Dall’Accademia fino ai confini del mondo


La cuccagna

io conduco.

Braci. Cenere.

Sambuco.

Lana. Donna.

Qui si gela.

Neve. Lume

di candela.

Botte. Orzo.

Pietra piatta.

Vento e acqua…

 

 

 

 


Finalmente, fatemi un applauso, sono riuscita a terminare questo secondo libro di una trilogia fantasy meravigliosa. Voi direte, ma come, ci hai messo quasi un mese per leggerlo? Come minimo deve essere stato lento e noioso. Non è così, per nulla. Innanzitutto è lunghissimo, oltre mille pagine di libro; secondo luogo, contemporaneamente ho letto altre cose; e terzo, ho un grande vizio – veramente più di uno quando leggo: se il libro mi piace, o tendo a leggerlo tutto in una volata, in una notte, pochi giorni, o altrimenti spero che non finisca mai. In questo caso ho optato nel farlo durare il più a lungo possibile; perché questo? Ahimè, l’ho fatto per un semplice motivo: il terzo non ho idea di quando esca, e ora, a tempo indefinito mi arrovellerò nella curiosità di scoprire cosa accadrà a questi personaggi di cui mi sono innamorata follemente.

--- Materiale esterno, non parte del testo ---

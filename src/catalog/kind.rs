//! The attribute name table.

use std::fmt;

macro_rules! attr_kinds {
    ($($variant:ident => $name:literal,)+) => {
        /// Every Liberty attribute and group name the parser understands.
        #[derive(Debug, Clone, Copy, PartialEq, Eq, PartialOrd, Ord, Hash)]
        pub enum AttrKind {
            $($variant,)+
        }

        impl AttrKind {
            /// All kinds, in declaration order.
            pub const ALL: &'static [AttrKind] = &[$(AttrKind::$variant,)+];

            /// The name as written in Liberty source.
            pub fn name(self) -> &'static str {
                match self {
                    $(AttrKind::$variant => $name,)+
                }
            }

            /// Look up an attribute by name. Names are case sensitive.
            pub fn from_name(name: &str) -> Option<Self> {
                match name {
                    $($name => Some(AttrKind::$variant),)+
                    _ => None,
                }
            }
        }
    };
}

attr_kinds! {
    Area => "area",
    AuxiliaryPadCell => "auxiliary_pad_cell",
    BaseName => "base_name",
    BaseType => "base_type",
    BitFrom => "bit_from",
    BitTo => "bit_to",
    BitWidth => "bit_width",
    Bundle => "bundle",
    Bus => "bus",
    BusNamingStyle => "bus_naming_style",
    BusType => "bus_type",
    CalcMode => "calc_mode",
    Capacitance => "capacitance",
    CapacitiveLoadUnit => "capacitive_load_unit",
    Cell => "cell",
    CellFall => "cell_fall",
    CellFootprint => "cell_footprint",
    CellLeakagePower => "cell_leakage_power",
    CellRise => "cell_rise",
    Clear => "clear",
    ClearPresetVar1 => "clear_preset_var1",
    ClearPresetVar2 => "clear_preset_var2",
    Clock => "clock",
    ClockGateClockPin => "clock_gate_clock_pin",
    ClockGateEnablePin => "clock_gate_enable_pin",
    ClockGatingIntegratedCell => "clock_gating_integrated_cell",
    ClockedOn => "clocked_on",
    ClockedOnAlso => "clocked_on_also",
    Coefs => "coefs",
    Comment => "comment",
    ContentionCondition => "contention_condition",
    CurrentUnit => "current_unit",
    DataIn => "data_in",
    DataType => "data_type",
    Date => "date",
    DefaultCellLeakagePower => "default_cell_leakage_power",
    DefaultFanoutLoad => "default_fanout_load",
    DefaultInoutPinCap => "default_inout_pin_cap",
    DefaultInputPinCap => "default_input_pin_cap",
    DefaultIntrinsicFall => "default_intrinsic_fall",
    DefaultIntrinsicRise => "default_intrinsic_rise",
    DefaultLeakagePowerDensity => "default_leakage_power_density",
    DefaultMaxCapacitance => "default_max_capacitance",
    DefaultMaxFanout => "default_max_fanout",
    DefaultMaxTransition => "default_max_transition",
    DefaultOperatingConditions => "default_operating_conditions",
    DefaultOutputPinCap => "default_output_pin_cap",
    DefaultPart => "default_part",
    DefaultSlopeFall => "default_slope_fall",
    DefaultSlopeRise => "default_slope_rise",
    DefaultWireLoad => "default_wire_load",
    DefaultWireLoadArea => "default_wire_load_area",
    DefaultWireLoadCapacitance => "default_wire_load_capacitance",
    DefaultWireLoadMode => "default_wire_load_mode",
    DefaultWireLoadResistance => "default_wire_load_resistance",
    DefaultWireLoadSelection => "default_wire_load_selection",
    Define => "define",
    DefineCellArea => "define_cell_area",
    DefineGroup => "define_group",
    DelayModel => "delay_model",
    Direction => "direction",
    Domain => "domain",
    DontFault => "dont_fault",
    DontTouch => "dont_touch",
    DontUse => "dont_use",
    Downto => "downto",
    DriveCurrent => "drive_current",
    DriverType => "driver_type",
    EdifName => "edif_name",
    EmTempDegradationFactor => "em_temp_degradation_factor",
    Enable => "enable",
    EnableAlso => "enable_also",
    EqualOrOppositeOutput => "equal_or_opposite_output",
    FallCapacitance => "fall_capacitance",
    FallCapacitanceRange => "fall_capacitance_range",
    FallConstraint => "fall_constraint",
    FallCurrentSlopeAfterThreshold => "fall_current_slope_after_threshold",
    FallCurrentSlopeBeforeThreshold => "fall_current_slope_before_threshold",
    FallDelayIntercept => "fall_delay_intercept",
    FallPinResistance => "fall_pin_resistance",
    FallPower => "fall_power",
    FallPropagation => "fall_propagation",
    FallResistance => "fall_resistance",
    FallTimeAfterThreshold => "fall_time_after_threshold",
    FallTimeBeforeThreshold => "fall_time_before_threshold",
    FallTransition => "fall_transition",
    FallingTogetherGroup => "falling_together_group",
    FanoutLength => "fanout_length",
    FanoutLoad => "fanout_load",
    Ff => "ff",
    FfBank => "ff_bank",
    Function => "function",
    HandleNegativeConstraint => "handle_negative_constraint",
    HasBuiltinPad => "has_builtin_pad",
    Hysteresis => "hysteresis",
    InPlaceSwapMode => "in_place_swap_mode",
    Index1 => "index_1",
    Index2 => "index_2",
    Index3 => "index_3",
    InputMap => "input_map",
    InputSignalLevel => "input_signal_level",
    InputThresholdPctFall => "input_threshold_pct_fall",
    InputThresholdPctRise => "input_threshold_pct_rise",
    InputVoltage => "input_voltage",
    InterfaceTiming => "interface_timing",
    InternalNode => "internal_node",
    InternalPower => "internal_power",
    IntrinsicFall => "intrinsic_fall",
    IntrinsicRise => "intrinsic_rise",
    InvertedOutput => "inverted_output",
    IoType => "io_type",
    IsClockGatingCell => "is_clock_gating_cell",
    IsPad => "is_pad",
    KProcessCellFall => "k_process_cell_fall",
    KProcessCellLeakagePower => "k_process_cell_leakage_power",
    KProcessCellRise => "k_process_cell_rise",
    KProcessFallTransition => "k_process_fall_transition",
    KProcessInternalPower => "k_process_internal_power",
    KProcessPinCap => "k_process_pin_cap",
    KProcessRiseTransition => "k_process_rise_transition",
    KTempCellFall => "k_temp_cell_fall",
    KTempCellLeakagePower => "k_temp_cell_leakage_power",
    KTempCellRise => "k_temp_cell_rise",
    KTempFallTransition => "k_temp_fall_transition",
    KTempInternalPower => "k_temp_internal_power",
    KTempPinCap => "k_temp_pin_cap",
    KTempRiseTransition => "k_temp_rise_transition",
    KVoltCellFall => "k_volt_cell_fall",
    KVoltCellLeakagePower => "k_volt_cell_leakage_power",
    KVoltCellRise => "k_volt_cell_rise",
    KVoltFallTransition => "k_volt_fall_transition",
    KVoltInternalPower => "k_volt_internal_power",
    KVoltPinCap => "k_volt_pin_cap",
    KVoltRiseTransition => "k_volt_rise_transition",
    Latch => "latch",
    LatchBank => "latch_bank",
    LeakagePower => "leakage_power",
    LeakagePowerUnit => "leakage_power_unit",
    Library => "library",
    LibraryFeatures => "library_features",
    LuTableTemplate => "lu_table_template",
    MapOnly => "map_only",
    MaxCapacitance => "max_capacitance",
    MaxFanout => "max_fanout",
    MaxTransition => "max_transition",
    Members => "members",
    MinCapacitance => "min_capacitance",
    MinFanout => "min_fanout",
    MinPeriod => "min_period",
    MinPulseWidthHigh => "min_pulse_width_high",
    MinPulseWidthLow => "min_pulse_width_low",
    MinTransition => "min_transition",
    Mode => "mode",
    MulticellPadPin => "multicell_pad_pin",
    NextState => "next_state",
    NextstateType => "nextstate_type",
    NomProcess => "nom_process",
    NomTemperature => "nom_temperature",
    NomVoltage => "nom_voltage",
    OperatingConditions => "operating_conditions",
    Orders => "orders",
    OutputCurrentTemplate => "output_current_template",
    OutputSignalLevel => "output_signal_level",
    OutputThresholdPctFall => "output_threshold_pct_fall",
    OutputThresholdPctRise => "output_threshold_pct_rise",
    OutputVoltage => "output_voltage",
    PadCell => "pad_cell",
    PadType => "pad_type",
    PieceDefine => "piece_define",
    PieceType => "piece_type",
    Pin => "pin",
    PinEqual => "pin_equal",
    PinFuncType => "pin_func_type",
    PinOpposite => "pin_opposite",
    Power => "power",
    PowerCellType => "power_cell_type",
    PowerLevel => "power_level",
    PowerLutTemplate => "power_lut_template",
    PowerModel => "power_model",
    PowerRail => "power_rail",
    Preferred => "preferred",
    PreferTied => "prefer_tied",
    Preset => "preset",
    PrimaryOutput => "primary_output",
    Process => "process",
    PullingCurrent => "pulling_current",
    PullingResistance => "pulling_resistance",
    PullingResistanceUnit => "pulling_resistance_unit",
    RailConnection => "rail_connection",
    RelatedBusPins => "related_bus_pins",
    RelatedGroundPin => "related_ground_pin",
    RelatedOutputPin => "related_output_pin",
    RelatedPgPin => "related_pg_pin",
    RelatedPin => "related_pin",
    RelatedPowerPin => "related_power_pin",
    Resistance => "resistance",
    ResourceUsage => "resource_usage",
    RetainFallSlew => "retain_fall_slew",
    RetainRiseSlew => "retain_rise_slew",
    RetainingFall => "retaining_fall",
    RetainingRise => "retaining_rise",
    Revision => "revision",
    RiseCapacitance => "rise_capacitance",
    RiseCapacitanceRange => "rise_capacitance_range",
    RiseConstraint => "rise_constraint",
    RiseCurrentSlopeAfterThreshold => "rise_current_slope_after_threshold",
    RiseCurrentSlopeBeforeThreshold => "rise_current_slope_before_threshold",
    RiseDelayIntercept => "rise_delay_intercept",
    RisePinResistance => "rise_pin_resistance",
    RisePower => "rise_power",
    RisePropagation => "rise_propagation",
    RiseResistance => "rise_resistance",
    RiseTimeAfterThreshold => "rise_time_after_threshold",
    RiseTimeBeforeThreshold => "rise_time_before_threshold",
    RiseTransition => "rise_transition",
    RisingTogetherGroup => "rising_together_group",
    RoutingLayers => "routing_layers",
    ScalingFactors => "scaling_factors",
    SdfCond => "sdf_cond",
    SdfCondEnd => "sdf_cond_end",
    SdfCondStart => "sdf_cond_start",
    SdfEdges => "sdf_edges",
    SignalType => "signal_type",
    Simulation => "simulation",
    SingleBitDegenerate => "single_bit_degenerate",
    Slope => "slope",
    SlopeFall => "slope_fall",
    SlopeRise => "slope_rise",
    SlewControl => "slew_control",
    SlewDerateFromLibrary => "slew_derate_from_library",
    SlewLowerThresholdPctFall => "slew_lower_threshold_pct_fall",
    SlewLowerThresholdPctRise => "slew_lower_threshold_pct_rise",
    SlewType => "slew_type",
    SlewUpperThresholdPctFall => "slew_upper_threshold_pct_fall",
    SlewUpperThresholdPctRise => "slew_upper_threshold_pct_rise",
    StateFunction => "state_function",
    Statetable => "statetable",
    SwitchCellType => "switch_cell_type",
    SwitchingInterval => "switching_interval",
    SwitchingTogetherGroup => "switching_together_group",
    Table => "table",
    Technology => "technology",
    Temperature => "temperature",
    TestCell => "test_cell",
    TestOutputOnly => "test_output_only",
    ThreeState => "three_state",
    ThresholdVoltageGroup => "threshold_voltage_group",
    TimeUnit => "time_unit",
    Timing => "timing",
    TimingModelType => "timing_model_type",
    TimingSense => "timing_sense",
    TimingType => "timing_type",
    TreeType => "tree_type",
    Type => "type",
    UseForSizeOnly => "use_for_size_only",
    Value => "value",
    Values => "values",
    Variable1 => "variable_1",
    Variable1Range => "variable_1_range",
    Variable2 => "variable_2",
    Variable2Range => "variable_2_range",
    Variable3 => "variable_3",
    Variable3Range => "variable_3_range",
    VhdlName => "vhdl_name",
    Vih => "vih",
    Vil => "vil",
    Vimax => "vimax",
    Vimin => "vimin",
    Voh => "voh",
    Vol => "vol",
    Voltage => "voltage",
    VoltageMap => "voltage_map",
    VoltageUnit => "voltage_unit",
    Vomax => "vomax",
    Vomin => "vomin",
    When => "when",
    WhenEnd => "when_end",
    WhenStart => "when_start",
    WireLoad => "wire_load",
    WireLoadFromArea => "wire_load_from_area",
    WireLoadSelection => "wire_load_selection",
    WireLoadTable => "wire_load_table",
    XFunction => "x_function",
}

impl fmt::Display for AttrKind {
    fn fmt(&self, f: &mut fmt::Formatter<'_>) -> fmt::Result {
        f.write_str(self.name())
    }
}

#[cfg(test)]
mod tests {
    use super::*;
    use std::collections::HashSet;

    #[test]
    fn test_lookup() {
        assert_eq!(AttrKind::from_name("cell_rise"), Some(AttrKind::CellRise));
        assert_eq!(AttrKind::from_name("simulation"), Some(AttrKind::Simulation));
        assert_eq!(AttrKind::from_name("Cell_Rise"), None);
        assert_eq!(AttrKind::from_name("no_such_attribute"), None);
    }

    #[test]
    fn test_names_are_unique() {
        let names: HashSet<&str> = AttrKind::ALL.iter().map(|k| k.name()).collect();
        assert_eq!(names.len(), AttrKind::ALL.len());
    }
}
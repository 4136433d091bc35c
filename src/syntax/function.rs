//! Boolean function reader.
//!
//! Pin functions are carried in strings, e.g. `function : "(A & B)'" ;`.
//! The string content is scanned and parsed on its own; spans are mapped
//! back to the position of the content in the file.
//!
//! ```text
//! expr    = product { ('|' | '+' | '^') product }
//! product = factor { ['&' | '*'] factor }      (juxtaposition is AND)
//! factor  = '!' factor | primary { '\'' }
//! primary = NAME | '0' | '1' | '(' expr ')'
//! ```

use std::iter::Peekable;
use std::str::Chars;

use super::parser::Parser;
use super::span::{Location, Span};
use crate::ast::expr::BoolExpr;
use crate::ast::{Value, ValueNode};
use crate::error::{DotlibError, Result};

#[derive(Debug, Clone, Copy, PartialEq, Eq)]
enum FuncTokenKind {
    Name,
    Const(bool),
    Not,
    Prime,
    And,
    Or,
    Xor,
    LParen,
    RParen,
    End,
}

impl FuncTokenKind {
    fn describe(self) -> &'static str {
        match self {
            FuncTokenKind::Name => "pin name",
            FuncTokenKind::Const(_) => "constant",
            FuncTokenKind::Not => "'!'",
            FuncTokenKind::Prime => "'''",
            FuncTokenKind::And => "'&'",
            FuncTokenKind::Or => "'|'",
            FuncTokenKind::Xor => "'^'",
            FuncTokenKind::LParen => "'('",
            FuncTokenKind::RParen => "')'",
            FuncTokenKind::End => "end of expression",
        }
    }
}

#[derive(Debug, Clone)]
struct FuncToken {
    kind: FuncTokenKind,
    text: String,
    span: Span,
}

struct FuncScanner<'a> {
    chars: Peekable<Chars<'a>>,
    line: u32,
    column: u32,
    /// Location of the most recently consumed character
    last: Location,
    /// Byte offset of the next character
    offset: usize,
    /// Remaining line continuations, see [`Token::continuations`]
    ///
    /// [`Token::continuations`]: super::scanner::Token::continuations
    continuations: &'a [(usize, Location)],
}

impl<'a> FuncScanner<'a> {
    fn new(text: &'a str, base: Location, continuations: &'a [(usize, Location)]) -> Self {
        let mut scanner = Self {
            chars: text.chars().peekable(),
            line: base.line,
            column: base.column,
            last: base,
            offset: 0,
            continuations,
        };
        scanner.resume_after_continuation();
        scanner
    }

    fn here(&self) -> Location {
        Location::new(self.line, self.column)
    }

    fn bump(&mut self) -> Option<char> {
        let c = self.chars.next()?;
        self.last = self.here();
        self.offset += c.len_utf8();
        self.column += 1;
        self.resume_after_continuation();
        Some(c)
    }

    fn resume_after_continuation(&mut self) {
        if let Some((&(offset, resume), rest)) = self.continuations.split_first() {
            if offset == self.offset {
                self.line = resume.line;
                self.column = resume.column;
                self.continuations = rest;
            }
        }
    }

    fn next_token(&mut self) -> Result<FuncToken> {
        while self.chars.peek().is_some_and(|c| c.is_whitespace()) {
            self.bump();
        }
        let start = self.here();
        let Some(c) = self.bump() else {
            return Ok(FuncToken {
                kind: FuncTokenKind::End,
                text: String::new(),
                span: Span::point(start),
            });
        };
        let mut text = String::from(c);
        let kind = match c {
            '!' => FuncTokenKind::Not,
            '\'' => FuncTokenKind::Prime,
            '&' | '*' => FuncTokenKind::And,
            '|' | '+' => FuncTokenKind::Or,
            '^' => FuncTokenKind::Xor,
            '(' => FuncTokenKind::LParen,
            ')' => FuncTokenKind::RParen,
            c if c.is_ascii_digit() => {
                while let Some(d) = self.chars.peek().copied().filter(char::is_ascii_digit) {
                    text.push(d);
                    self.bump();
                }
                match text.as_str() {
                    "0" => FuncTokenKind::Const(false),
                    "1" => FuncTokenKind::Const(true),
                    _ => {
                        let span = Span::new(start, self.last);
                        return Err(DotlibError::syntax(span, format!("{}: 0 or 1 is expected.", text)));
                    }
                }
            }
            c if c.is_alphabetic() || c == '_' => {
                while let Some(n) = self.chars.peek().copied().filter(|&n| is_name_char(n)) {
                    text.push(n);
                    self.bump();
                }
                FuncTokenKind::Name
            }
            c => {
                return Err(DotlibError::lexical(
                    Span::point(start),
                    format!("unexpected character '{}' in function.", c),
                ));
            }
        };
        let end = self.last;
        Ok(FuncToken {
            kind,
            text,
            span: Span::new(start, end),
        })
    }
}

fn is_name_char(c: char) -> bool {
    c.is_alphanumeric() || matches!(c, '_' | '[' | ']')
}

struct FuncParser<'a> {
    scanner: FuncScanner<'a>,
    pushback: Option<FuncToken>,
}

impl<'a> FuncParser<'a> {
    fn read_token(&mut self) -> Result<FuncToken> {
        match self.pushback.take() {
            Some(tok) => Ok(tok),
            None => self.scanner.next_token(),
        }
    }

    fn unget_token(&mut self, tok: FuncToken) -> Result<()> {
        if self.pushback.is_some() {
            return Err(DotlibError::syntax(tok.span, "cannot push back two tokens."));
        }
        self.pushback = Some(tok);
        Ok(())
    }

    fn read_expr(&mut self, end: FuncTokenKind) -> Result<BoolExpr> {
        let mut lhs = self.read_product()?;
        loop {
            let tok = self.read_token()?;
            lhs = match tok.kind {
                FuncTokenKind::Or => BoolExpr::or(lhs, self.read_product()?),
                FuncTokenKind::Xor => BoolExpr::xor(lhs, self.read_product()?),
                kind if kind == end => return Ok(lhs),
                _ => return Err(DotlibError::expected(tok.span, end.describe())),
            };
        }
    }

    fn read_product(&mut self) -> Result<BoolExpr> {
        let mut lhs = self.read_factor()?;
        loop {
            let tok = self.read_token()?;
            match tok.kind {
                FuncTokenKind::And => {}
                FuncTokenKind::Not | FuncTokenKind::LParen | FuncTokenKind::Name => self.unget_token(tok)?,
                _ => {
                    self.unget_token(tok)?;
                    return Ok(lhs);
                }
            }
            let rhs = self.read_factor()?;
            lhs = BoolExpr::and(lhs, rhs);
        }
    }

    fn read_factor(&mut self) -> Result<BoolExpr> {
        let tok = self.read_token()?;
        if tok.kind == FuncTokenKind::Not {
            let operand = self.read_factor()?;
            return Ok(BoolExpr::not(operand, tok.span));
        }
        self.unget_token(tok)?;

        let mut expr = self.read_primary()?;
        loop {
            let tok = self.read_token()?;
            if tok.kind != FuncTokenKind::Prime {
                self.unget_token(tok)?;
                return Ok(expr);
            }
            expr = BoolExpr::not(expr, tok.span);
        }
    }

    fn read_primary(&mut self) -> Result<BoolExpr> {
        let tok = self.read_token()?;
        match tok.kind {
            FuncTokenKind::LParen => self.read_expr(FuncTokenKind::RParen),
            FuncTokenKind::Name => Ok(BoolExpr::var(tok.text, tok.span)),
            FuncTokenKind::Const(v) => Ok(BoolExpr::constant(v, tok.span)),
            _ => Err(DotlibError::expected(tok.span, "pin name or constant")),
        }
    }
}

/// Parse the content of a function string whose first character is at `base`.
pub fn parse_function(text: &str, base: Location) -> Result<BoolExpr> {
    parse_continued_function(text, base, &[])
}

fn parse_continued_function(text: &str, base: Location, continuations: &[(usize, Location)]) -> Result<BoolExpr> {
    let mut parser = FuncParser {
        scanner: FuncScanner::new(text, base, continuations),
        pushback: None,
    };
    parser.read_expr(FuncTokenKind::End)
}

impl Parser<'_> {
    /// A Boolean function attribute value.
    pub fn read_function(&mut self) -> Result<ValueNode> {
        let tok = self.read_raw_string()?;
        let base = if tok.quoted {
            Location::new(tok.span.start.line, tok.span.start.column + 1)
        } else {
            tok.span.start
        };
        match parse_continued_function(&tok.text, base, &tok.continuations) {
            Ok(expr) => Ok(ValueNode::new(Value::Function(Box::new(expr)), tok.span)),
            Err(err) => Err(self.fail(err)),
        }
    }
}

Dunque, cosa dire di questo libro e del suo autore? Dell’autore nulla, ho scritto quel poco che ho trovato sulla recensione del primo libro, che linkerò qui, più per pigrizia che per altro. In quanto alla trama e a cosa penso del libro ve lo dico subito.


 

 

 

 

La Paura del Saggio

 

 

 

 

Titolo: La Paura del Saggio

Autore: Patrick Rothfuss

Editore: Fanucci Editore

Prezzo: 20.00 euro

 

 

 

 

Trama

 

 

 

 

“Ho passato così tanto tempo della mia giovane vita a cercare di arrivare all’Accademia” disse.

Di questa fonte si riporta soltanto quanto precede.